We always look for quick simple answers and want hardened
guarantees. The cottage industry of pop-psychologists and professional
talking heads are in full action standing atop their electronic boxes
pontificating about security, guns, television, movies, music, family
values, and on and on and on. In the process of the search we grossly
distort the truth, whatever that truth may be. Maybe the truth is that
there are no simple answers and there are no guarantees and there are no
sure predictabilities simply because simply because we cannot control all
people or events around us, and more importantly because each person is a
unique variation on any generalization we can concoct. Each person is the
authentic exception to the artificial rule. In cold statistical terms,
school is still the safest place to be, your car is the most dangerous. I
am about to fly off to present a teaching workshop. They tell me that
flying is safer than driving. Of course, statistics don't mean a thing ,
and you don't want to know from statistics, when it happens to you and/or
your loved ones, and your number hits for better or worse.

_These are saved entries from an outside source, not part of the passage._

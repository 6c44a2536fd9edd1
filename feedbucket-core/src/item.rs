//! Feed item contract and the default post type.

use chrono::{DateTime, Utc};
use serde::{Deserialize, Serialize};

/// Trait for records that can live in a feed bucket.
///
/// # Implementation Requirements
///
/// - `item_id()` must be unique across every page of every bucket; it is the
///   deduplication key when pages are merged
/// - `created_at()` orders the merged list (newest first)
/// - `owner_id()` is matched against the global exclusion set
pub trait FeedItem: Clone + Send + Sync + 'static {
    fn item_id(&self) -> &str;

    fn created_at(&self) -> DateTime<Utc>;

    fn owner_id(&self) -> &str;
}

/// A feed post as delivered by the listing endpoints.
///
/// Only the fields the cache needs are typed; everything else the UI renders
/// rides along in `body`.
#[derive(Debug, Clone, PartialEq, Serialize, Deserialize)]
#[serde(rename_all = "camelCase")]
pub struct Post {
    pub id: String,
    pub created_at: DateTime<Utc>,
    pub owner_id: String,
    #[serde(default, skip_serializing_if = "serde_json::Value::is_null")]
    pub body: serde_json::Value,
}

impl Post {
    /// Create a post with an empty body.
    pub fn new(id: impl Into<String>, created_at: DateTime<Utc>, owner_id: impl Into<String>) -> Self {
        Self {
            id: id.into(),
            created_at,
            owner_id: owner_id.into(),
            body: serde_json::Value::Null,
        }
    }

    /// Attach an arbitrary JSON body.
    pub fn with_body(mut self, body: serde_json::Value) -> Self {
        self.body = body;
        self
    }
}

impl FeedItem for Post {
    fn item_id(&self) -> &str {
        &self.id
    }

    fn created_at(&self) -> DateTime<Utc> {
        self.created_at
    }

    fn owner_id(&self) -> &str {
        &self.owner_id
    }
}
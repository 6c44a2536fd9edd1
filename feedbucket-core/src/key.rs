//! Canonical bucket keys built from filter selections.

use serde::{Deserialize, Serialize};
use std::borrow::Borrow;
use std::collections::BTreeSet;
use std::fmt;

/// Key used when no filter is applied.
pub const ALL_KEY: &str = "all";

/// Delimiter between filter identifiers inside a key.
pub const KEY_DELIMITER: &str = ",";

/// Canonical string identifying one filter combination.
///
/// Equivalent filter sets map to the same key regardless of input order,
/// so two views over the same filters always share a bucket.
#[derive(Debug, Clone, PartialEq, Eq, Hash, PartialOrd, Ord, Serialize, Deserialize)]
#[serde(transparent)]
pub struct FilterKey(String);

impl FilterKey {
    /// Build the canonical key for a set of filter identifiers.
    ///
    /// Identifiers are deduplicated, sorted lexicographically and joined
    /// with [`KEY_DELIMITER`]. An empty selection yields [`ALL_KEY`].
    pub fn build<I, S>(filter_ids: I) -> Self
    where
        I: IntoIterator<Item = S>,
        S: AsRef<str>,
    {
        let ids: BTreeSet<String> = filter_ids
            .into_iter()
            .map(|id| id.as_ref().to_string())
            .collect();

        if ids.is_empty() {
            return Self::all();
        }

        Self(ids.into_iter().collect::<Vec<_>>().join(KEY_DELIMITER))
    }

    /// Build a key from an optional selection; `None` means "no filter".
    pub fn from_optional<I, S>(filter_ids: Option<I>) -> Self
    where
        I: IntoIterator<Item = S>,
        S: AsRef<str>,
    {
        match filter_ids {
            Some(ids) => Self::build(ids),
            None => Self::all(),
        }
    }

    /// The unfiltered key.
    pub fn all() -> Self {
        Self(ALL_KEY.to_string())
    }

    /// Wrap an already-canonical key string without re-sorting it.
    pub fn from_raw(raw: impl Into<String>) -> Self {
        Self(raw.into())
    }

    /// Whether this is the unfiltered key.
    pub fn is_all(&self) -> bool {
        self.0 == ALL_KEY
    }

    pub fn as_str(&self) -> &str {
        &self.0
    }
}

impl fmt::Display for FilterKey {
    fn fmt(&self, f: &mut fmt::Formatter<'_>) -> fmt::Result {
        f.write_str(&self.0)
    }
}

impl AsRef<str> for FilterKey {
    fn as_ref(&self) -> &str {
        &self.0
    }
}

impl Borrow<str> for FilterKey {
    fn borrow(&self) -> &str {
        &self.0
    }
}

impl From<&str> for FilterKey {
    fn from(raw: &str) -> Self {
        Self::from_raw(raw)
    }
}

impl From<String> for FilterKey {
    fn from(raw: String) -> Self {
        Self::from_raw(raw)
    }
}

/// Build the canonical key for a filter selection.
///
/// Free-function form of [`FilterKey::from_optional`].
pub fn build_key<I, S>(filter_ids: Option<I>) -> FilterKey
where
    I: IntoIterator<Item = S>,
    S: AsRef<str>,
{
    FilterKey::from_optional(filter_ids)
}
//! Page payloads and pagination metadata.

use crate::{FeedResult, PageError};
use serde::de::{DeserializeOwned, Deserializer, Error as _};
use serde::{Deserialize, Serialize};

/// One page of items plus the pagination metadata returned with it.
#[derive(Debug, Clone, PartialEq, Serialize, Deserialize)]
#[serde(rename_all = "camelCase")]
#[serde(bound(deserialize = "T: DeserializeOwned"))]
pub struct PageData<T> {
    #[serde(default = "Vec::new", deserialize_with = "lenient_items")]
    pub items: Vec<T>,
    #[serde(default)]
    pub has_next: bool,
    #[serde(default, skip_serializing_if = "Option::is_none")]
    pub total: Option<u64>,
    #[serde(default, skip_serializing_if = "Option::is_none")]
    pub total_pages: Option<u32>,
    /// Page size requested from the source.
    #[serde(default, skip_serializing_if = "Option::is_none")]
    pub limit: Option<u32>,
    /// Page number as reported by the source.
    #[serde(default, skip_serializing_if = "Option::is_none")]
    pub page: Option<u32>,
}

impl<T> PageData<T> {
    pub fn new(items: Vec<T>, has_next: bool) -> Self {
        Self {
            items,
            has_next,
            total: None,
            total_pages: None,
            limit: None,
            page: None,
        }
    }

    pub fn with_total(mut self, total: u64, total_pages: u32) -> Self {
        self.total = Some(total);
        self.total_pages = Some(total_pages);
        self
    }

    pub fn with_limit(mut self, limit: u32) -> Self {
        self.limit = Some(limit);
        self
    }

    pub fn with_page(mut self, page: u32) -> Self {
        self.page = Some(page);
        self
    }

    /// Pagination metadata of this page.
    pub fn meta(&self) -> PageMeta {
        PageMeta {
            has_next: self.has_next,
            total: self.total,
            total_pages: self.total_pages,
            limit: self.limit,
            page: self.page,
        }
    }
}

impl<T: DeserializeOwned> PageData<T> {
    /// Decode a raw JSON page.
    ///
    /// A non-array `items` field is coerced to an empty page rather than
    /// rejected. Items that are present but malformed are a decode error.
    pub fn from_json(value: serde_json::Value) -> FeedResult<Self> {
        serde_json::from_value(value).map_err(|e| {
            PageError::Decode {
                reason: e.to_string(),
            }
            .into()
        })
    }
}

/// Pagination metadata carried by a bucket.
///
/// A bucket reports the metadata of its highest-numbered loaded page.
#[derive(Debug, Clone, Copy, Default, PartialEq, Eq, Serialize, Deserialize)]
#[serde(rename_all = "camelCase")]
pub struct PageMeta {
    pub has_next: bool,
    pub total: Option<u64>,
    pub total_pages: Option<u32>,
    pub limit: Option<u32>,
    pub page: Option<u32>,
}

fn lenient_items<'de, D, T>(deserializer: D) -> Result<Vec<T>, D::Error>
where
    D: Deserializer<'de>,
    T: DeserializeOwned,
{
    match serde_json::Value::deserialize(deserializer)? {
        serde_json::Value::Array(values) => values
            .into_iter()
            .map(|v| serde_json::from_value(v).map_err(D::Error::custom))
            .collect(),
        other => {
            tracing::warn!(
                found = json_kind(&other),
                "Page items is not an array, treating page as empty"
            );
            Ok(Vec::new())
        }
    }
}

fn json_kind(value: &serde_json::Value) -> &'static str {
    match value {
        serde_json::Value::Null => "null",
        serde_json::Value::Bool(_) => "bool",
        serde_json::Value::Number(_) => "number",
        serde_json::Value::String(_) => "string",
        serde_json::Value::Array(_) => "array",
        serde_json::Value::Object(_) => "object",
    }
}
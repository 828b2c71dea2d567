//! Reading packages back.
//!
//! Loads every entry of an `.eyp` archive into memory and resolves parts
//! through the relationship graph. Used by verification and by the CLI.

use super::content_types::CONTENT_TYPES_PATH;
use super::relationships::{parse_relationships, rels_path, RelationshipEntry};
use super::RelationshipSource;
use crate::config::DEFAULT_MAX_PART_SIZE;
use crate::{Error, Result};
use std::fs::File;
use std::io::{self, Cursor, Read};
use std::path::Path;
use zip::ZipArchive;

/// An opened package, entries kept in archive order.
#[derive(Debug, Clone)]
pub struct PackageReader {
    entries: Vec<(String, Vec<u8>)>,
    comment: String,
}

impl PackageReader {
    /// Open package bytes, accepting parts up to [`DEFAULT_MAX_PART_SIZE`].
    ///
    /// # Errors
    ///
    /// Returns [`Error::MalformedPackage`] if the bytes do not start like a
    /// ZIP archive, an entry name escapes the archive root, a part
    /// decompresses past the size limit or the content-type manifest is
    /// missing, and [`Error::Zip`] if the archive itself is corrupt.
    pub fn from_bytes(bytes: &[u8]) -> Result<Self> {
        Self::from_bytes_with_limit(bytes, DEFAULT_MAX_PART_SIZE)
    }

    /// Open package bytes with an explicit per-part size limit.
    ///
    /// Sizes declared in the archive headers are not trusted; each entry is
    /// read through a limit and rejected once it exceeds `max_part_size`.
    pub fn from_bytes_with_limit(bytes: &[u8], max_part_size: u64) -> Result<Self> {
        // ZIP magic: PK\x03\x04
        if bytes.len() < 4 || &bytes[0..2] != b"PK" {
            return Err(Error::MalformedPackage("Not a valid ZIP/EYP file".into()));
        }

        let mut archive = ZipArchive::new(Cursor::new(bytes)).map_err(Error::Zip)?;
        let comment = String::from_utf8_lossy(archive.comment()).into_owned();

        let mut entries = Vec::with_capacity(archive.len());
        for i in 0..archive.len() {
            let file = archive.by_index(i).map_err(Error::Zip)?;
            if file.is_dir() {
                continue;
            }
            if file.enclosed_name().is_none() {
                return Err(Error::MalformedPackage(format!(
                    "Unsafe entry name: {}",
                    file.name()
                )));
            }
            let name = file.name().to_string();
            let mut data = Vec::new();
            file.take(max_part_size.saturating_add(1)).read_to_end(&mut data)?;
            if data.len() as u64 > max_part_size {
                return Err(Error::MalformedPackage(format!(
                    "Part {name} exceeds {max_part_size} bytes"
                )));
            }
            entries.push((name, data));
        }

        let reader = Self { entries, comment };
        if reader.entry(CONTENT_TYPES_PATH).is_none() {
            return Err(Error::MalformedPackage(format!("Missing {CONTENT_TYPES_PATH}")));
        }
        Ok(reader)
    }

    /// Open a package file.
    pub fn open(path: impl AsRef<Path>) -> Result<Self> {
        let path = path.as_ref();
        if !path.exists() {
            return Err(Error::Io(io::Error::new(
                io::ErrorKind::NotFound,
                format!("Package file not found: {}", path.display()),
            )));
        }
        let mut data = Vec::new();
        File::open(path)?.read_to_end(&mut data)?;
        Self::from_bytes(&data)
    }

    /// Bytes of an entry.
    pub fn entry(&self, name: &str) -> Option<&[u8]> {
        self.entries
            .iter()
            .find(|(n, _)| n == name)
            .map(|(_, data)| data.as_slice())
    }

    /// Entry names in archive order.
    pub fn entry_names(&self) -> impl Iterator<Item = &str> {
        self.entries.iter().map(|(n, _)| n.as_str())
    }

    /// Container-level content type from the archive comment.
    pub fn content_type(&self) -> &str {
        &self.comment
    }

    /// Relationships declared by a source; empty if it has no `.rels` file.
    pub fn relationships(&self, source: &RelationshipSource) -> Result<Vec<RelationshipEntry>> {
        match self.entry(&rels_path(source)) {
            Some(data) => parse_relationships(&String::from_utf8_lossy(data)),
            None => Ok(Vec::new()),
        }
    }

    /// Path of the first part a source relates to with the given type.
    pub fn find_related(&self, source: &RelationshipSource, relation_type: &str) -> Result<Option<String>> {
        Ok(self
            .relationships(source)?
            .into_iter()
            .find(|r| r.relation_type == relation_type)
            .map(|r| r.target))
    }

    /// Part bytes as UTF-8 text.
    pub fn text(&self, name: &str) -> Result<String> {
        let data = self
            .entry(name)
            .ok_or_else(|| Error::MalformedPackage(format!("Missing part {name}")))?;
        String::from_utf8(data.to_vec())
            .map_err(|_| Error::MalformedPackage(format!("Part {name} is not UTF-8")))
    }
}

#[cfg(test)]
mod tests {
    use super::*;
    use crate::package::relationships::REL_PRIMARY;
    use crate::package::{PackageAssembler, PackageInfo};
    use std::fs;
    use std::io::Write;
    use tempfile::TempDir;
    use zip::write::SimpleFileOptions;
    use zip::ZipWriter;

    fn sample() -> Vec<u8> {
        let mut assembler = PackageAssembler::with_info(PackageInfo::generate());
        assembler
            .add_part("UstYazi/belge.pdf", "application/pdf", b"%PDF".to_vec())
            .unwrap();
        assembler.add_relationship(RelationshipSource::Root, "UstYazi/belge.pdf", REL_PRIMARY);
        assembler.seal().unwrap()
    }

    #[test]
    fn test_reads_sealed_package() {
        let reader = PackageReader::from_bytes(&sample()).unwrap();
        let names: Vec<_> = reader.entry_names().collect();
        assert_eq!(names, vec!["[Content_Types].xml", "_rels/.rels", "UstYazi/belge.pdf"]);
        assert_eq!(reader.entry("UstYazi/belge.pdf"), Some(b"%PDF".as_slice()));
        assert_eq!(reader.content_type(), "application/eyp");
        assert_eq!(
            reader
                .find_related(&RelationshipSource::Root, REL_PRIMARY)
                .unwrap()
                .as_deref(),
            Some("UstYazi/belge.pdf")
        );
    }

    #[test]
    fn test_open_from_disk() {
        let temp_dir = TempDir::new().unwrap();
        let path = temp_dir.path().join("paket.eyp");
        fs::write(&path, sample()).unwrap();
        assert!(PackageReader::open(&path).is_ok());
    }

    #[test]
    fn test_open_not_found() {
        assert!(matches!(
            PackageReader::open("/nonexistent/paket.eyp"),
            Err(Error::Io(_))
        ));
    }

    #[test]
    fn test_rejects_non_zip() {
        assert!(matches!(
            PackageReader::from_bytes(b"not a zip file"),
            Err(Error::MalformedPackage(_))
        ));
    }

    #[test]
    fn test_part_size_limit() {
        let mut zip = ZipWriter::new(Cursor::new(Vec::new()));
        zip.start_file(CONTENT_TYPES_PATH, SimpleFileOptions::default()).unwrap();
        zip.write_all(b"<Types/>").unwrap();
        zip.start_file("UstYazi/belge.pdf", SimpleFileOptions::default()).unwrap();
        zip.write_all(&[0u8; 2048]).unwrap();
        let bytes = zip.finish().unwrap().into_inner();

        assert!(matches!(
            PackageReader::from_bytes_with_limit(&bytes, 1024),
            Err(Error::MalformedPackage(msg)) if msg.contains("UstYazi/belge.pdf")
        ));
        let reader = PackageReader::from_bytes_with_limit(&bytes, 2048).unwrap();
        assert_eq!(reader.entry("UstYazi/belge.pdf").unwrap().len(), 2048);
    }

    #[test]
    fn test_rejects_plain_zip_without_manifest() {
        let mut zip = ZipWriter::new(Cursor::new(Vec::new()));
        zip.start_file("a.txt", SimpleFileOptions::default()).unwrap();
        zip.write_all(b"x").unwrap();
        let bytes = zip.finish().unwrap().into_inner();

        assert!(matches!(
            PackageReader::from_bytes(&bytes),
            Err(Error::MalformedPackage(_))
        ));
    }
}
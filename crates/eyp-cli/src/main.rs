//! Command-line interface for building, signing and verifying EYP packages.
//!
//! Signing goes through the signer agent running on this machine; agent
//! settings can be given as flags or through `EYP_*` environment variables.

use clap::{Args, Parser, Subcommand};
use eyp::agent::{sign_package, SignerAgentClient};
use eyp::config::DEFAULT_AGENT_PORT;
use eyp::verify::EntryStatus;
use eyp::{
    AgentConfig, Attachment, DirectoryStore, DocumentMetadata, PackageBuilder, PackageState,
    TokenIssuer, UnsignedPackage,
};
use std::path::{Path, PathBuf};
use std::process::ExitCode;
use std::time::Duration;
use tracing_subscriber::EnvFilter;

#[derive(Parser)]
#[command(name = "eyp")]
#[command(about = "Official document package (EYP) tool")]
struct Cli {
    #[command(subcommand)]
    command: Command,
}

#[derive(Subcommand)]
enum Command {
    /// Build an unsigned package and print the digest to be signed
    Build {
        #[command(flatten)]
        package: PackageArgs,

        /// Output file (default: <document>.eyp)
        #[arg(short, long)]
        output: Option<PathBuf>,
    },
    /// Build, sign through the signer agent and seal a package
    Sign {
        #[command(flatten)]
        package: PackageArgs,

        #[command(flatten)]
        agent: AgentArgs,

        /// Text shown by the signer agent for confirmation
        #[arg(long, default_value = "Resmi yazi imzalama")]
        description: String,

        /// Output file (default: <document>.eyp)
        #[arg(short, long, conflicts_with = "store")]
        output: Option<PathBuf>,

        /// Store under <dir>/<year>/<document number>.eyp instead
        #[arg(long)]
        store: Option<PathBuf>,
    },
    /// Recompute and check every digest in a package
    Verify {
        /// Package file
        input: PathBuf,
    },
    /// Check whether the signer agent is reachable
    Probe {
        #[command(flatten)]
        agent: AgentArgs,
    },
    /// Issue a session token for diagnostics
    Token {
        #[command(flatten)]
        agent: AgentArgs,
    },
}

#[derive(Args)]
struct PackageArgs {
    /// Primary document (rendered PDF)
    #[arg(short, long)]
    document: PathBuf,

    /// Document metadata (JSON)
    #[arg(short, long)]
    metadata: PathBuf,

    /// Attachment, may be repeated
    #[arg(short, long = "attachment")]
    attachments: Vec<PathBuf>,

    /// ZIP compression level (0-9, default: 6)
    #[arg(short = 'z', long, default_value = "6")]
    zip_level: u32,
}

#[derive(Args)]
struct AgentArgs {
    /// Signer agent address (loopback only)
    #[arg(long, env = "EYP_AGENT_HOST", default_value = "127.0.0.1")]
    agent_host: String,

    /// Signer agent port
    #[arg(long, env = "EYP_AGENT_PORT", default_value_t = DEFAULT_AGENT_PORT)]
    agent_port: u16,

    /// Shared secret for session tokens
    #[arg(long, env = "EYP_AGENT_SECRET", hide_env_values = true)]
    agent_secret: String,

    /// Session token lifetime in seconds
    #[arg(long, env = "EYP_TOKEN_TTL_SECS", default_value = "300")]
    token_ttl: u64,

    /// Seconds to wait for a signature
    #[arg(long, env = "EYP_SIGN_TIMEOUT_SECS", default_value = "60")]
    sign_timeout: u64,
}

impl AgentArgs {
    fn config(&self) -> eyp::Result<AgentConfig> {
        let config = AgentConfig::new(self.agent_secret.clone())
            .host(self.agent_host.clone())
            .port(self.agent_port)
            .token_ttl(Duration::from_secs(self.token_ttl))
            .sign_timeout(Duration::from_secs(self.sign_timeout));
        config.validate()?;
        Ok(config)
    }
}

#[tokio::main]
async fn main() -> Result<ExitCode, Box<dyn std::error::Error>> {
    tracing_subscriber::fmt()
        .with_env_filter(EnvFilter::try_from_default_env().unwrap_or_else(|_| EnvFilter::new("info")))
        .with_writer(std::io::stderr)
        .init();

    let cli = Cli::parse();

    match cli.command {
        Command::Build { package, output } => {
            let unsigned = build_package(&package)?;
            let output = output.unwrap_or_else(|| default_output(&package.document));
            std::fs::write(&output, unsigned.to_bytes()?)?;

            let digest = unsigned.signing_digest();
            println!("Built: {}", output.display());
            println!("Package: {}", unsigned.id());
            println!("Digest to sign (base64): {}", digest.to_base64());
            println!("Digest to sign (hex): {}", digest.to_hex());
        }
        Command::Sign {
            package,
            agent,
            description,
            output,
            store,
        } => {
            let unsigned = build_package(&package)?;
            let client = SignerAgentClient::new(agent.config()?)?;
            let signers = unsigned.metadata().signers.clone();
            let sealed = sign_package(&unsigned, &client, &description, signers).await?;

            match store {
                Some(dir) => {
                    let key = sealed.store(&DirectoryStore::new(&dir))?;
                    println!("Stored: {}", dir.join(key).display());
                }
                None => {
                    let output = output.unwrap_or_else(|| default_output(&package.document));
                    std::fs::write(&output, sealed.bytes())?;
                    println!("Signed: {}", output.display());
                }
            }
        }
        Command::Verify { input } => {
            let bytes = std::fs::read(&input)?;
            let report = eyp::check(&bytes)?;

            let state = match report.state {
                PackageState::Unsigned => "unsigned",
                PackageState::Sealed => "sealed",
            };
            println!("Package {} ({})", report.package_id, state);
            for entry in &report.entries {
                let status = match &entry.status {
                    EntryStatus::Ok => "ok".to_string(),
                    EntryStatus::Missing => "MISSING".to_string(),
                    EntryStatus::Mismatch(actual) => format!("MISMATCH {}", actual.to_hex()),
                };
                println!("  {:<10} {:<40} {}", entry.manifest.element(), entry.path, status);
            }
            if let Some(primary) = &report.primary {
                let status = if primary.is_ok() { "ok" } else { "MISMATCH" };
                println!("  {:<10} {:<40} {}", "Ustveri", primary.path, status);
            }
            for path in &report.uncovered {
                println!("  {:<10} {:<40} NOT COVERED", "NihaiOzet", path);
            }
            for path in &report.unlisted {
                println!("  {:<10} {:<40} UNLISTED", "-", path);
            }
            if let Some(info) = &report.signature_info {
                println!("Signed at {}", info.signed_at.to_rfc3339());
                for signer in &info.signers {
                    println!("  {} {}, {} ({})", signer.given_name, signer.surname, signer.title, signer.capacity);
                }
            }

            if !report.is_valid() {
                let mut problems: Vec<&str> = report.mismatched_paths();
                problems.extend(report.uncovered.iter().map(String::as_str));
                problems.extend(report.unlisted.iter().map(String::as_str));
                eprintln!("Verification failed: {}", problems.join(", "));
                return Ok(ExitCode::FAILURE);
            }
            println!("Verified");
        }
        Command::Probe { agent } => {
            let client = SignerAgentClient::new(agent.config()?)?;
            if client.probe().await {
                println!("Signer agent reachable at {}", client.config().base_url());
            } else {
                eprintln!("Signer agent offline at {}", client.config().base_url());
                return Ok(ExitCode::FAILURE);
            }
        }
        Command::Token { agent } => {
            let config = agent.config()?;
            let token = TokenIssuer::new(config.secret().clone(), config.ttl()).issue()?;
            let expires = chrono::DateTime::from_timestamp(token.claims().exp, 0)
                .map(|t| t.to_rfc3339())
                .unwrap_or_default();
            println!("{}", token.as_str());
            eprintln!("Expires: {expires}");
        }
    }

    Ok(ExitCode::SUCCESS)
}

fn build_package(args: &PackageArgs) -> Result<UnsignedPackage, Box<dyn std::error::Error>> {
    let metadata: DocumentMetadata = serde_json::from_slice(&std::fs::read(&args.metadata)?)?;

    let mut builder = PackageBuilder::new()
        .primary_document(
            file_name(&args.document)?,
            mime_type(&args.document),
            std::fs::read(&args.document)?,
        )
        .metadata(metadata)
        .compression_level(args.zip_level);

    for path in &args.attachments {
        builder = builder.attachment(Attachment::new(
            file_name(path)?,
            mime_type(path),
            std::fs::read(path)?,
        ));
    }

    Ok(builder.build()?)
}

fn file_name(path: &Path) -> Result<String, Box<dyn std::error::Error>> {
    path.file_name()
        .and_then(|n| n.to_str())
        .map(str::to_string)
        .ok_or_else(|| format!("Invalid file name: {}", path.display()).into())
}

fn mime_type(path: &Path) -> &'static str {
    let ext = path
        .extension()
        .and_then(|e| e.to_str())
        .unwrap_or("")
        .to_lowercase();

    match ext.as_str() {
        "pdf" => "application/pdf",
        "xml" => "application/xml",
        "txt" => "text/plain",
        "png" => "image/png",
        "jpg" | "jpeg" => "image/jpeg",
        "docx" => "application/vnd.openxmlformats-officedocument.wordprocessingml.document",
        "xlsx" => "application/vnd.openxmlformats-officedocument.spreadsheetml.sheet",
        "zip" => "application/zip",
        _ => "application/octet-stream",
    }
}

fn default_output(document: &Path) -> PathBuf {
    let mut out = document.to_path_buf();
    out.set_extension("eyp");
    out
}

Now, I don't know the what, whys, and especially the who's, of
what happened, who those kids were--and they were kids--whether they were
outcasts, unnoticed, belittled. I do know, especially from personal
experiences with my younger son, that in our rush for efficiency, in our
concentration on controlled discipline, in our focus on grades, SAT
scores, and the like we often unwittingly engage in a subtle form of human
sacrifice in which students are unintended dispersonalized, screened,
tracked, weeded-out, discarded, disregarded victims. We often lose sight
of the truth that teaching is real and personal; that each student holds
up a sign, as the TV ad tells us, that reads "I AM" and wants you to read,
and which we must read; that the real magnificance is not in the
technology, information or technique--not in the score or grade--but in
the person. Each student, conformist or non-conformist, adjusted or
troubled, in or out of the mould is a three-dimensional, valuable, unique
human being. The mission of a teacher is not just to raise the SAT score,
or to transmit a certain amount of information, or merely to appended a
grade. It should be to wake up a consciousness, to make people think about
things they haven't thought about before, to offer hope, to change
attitude towards life, to give each person an intellectually, emotionally,
spiritually healthy start in life. So maybe if there is a lesson to be
drawn, it is that each of us teachers should step out of the academic
frame and bring back love and caring into a too often otherwise lifeless,
cold data banking system.
Now, it is easy for me to write that no one should be left out,
that no one should go uninvited to the party, that no one should be
ignored or made fun of or whispered about, or left out in the cold. It is
easy to profess a faith and hope in each person; it is easy to have a
strong belief in each person. I find that the hard part is living my
faith and hope and love, or, as they would say, putting my heart where my
mouth and fingers are. But, living rather than merely professing, I have
discovered is the only cure to an emotional and spiritual heart disease.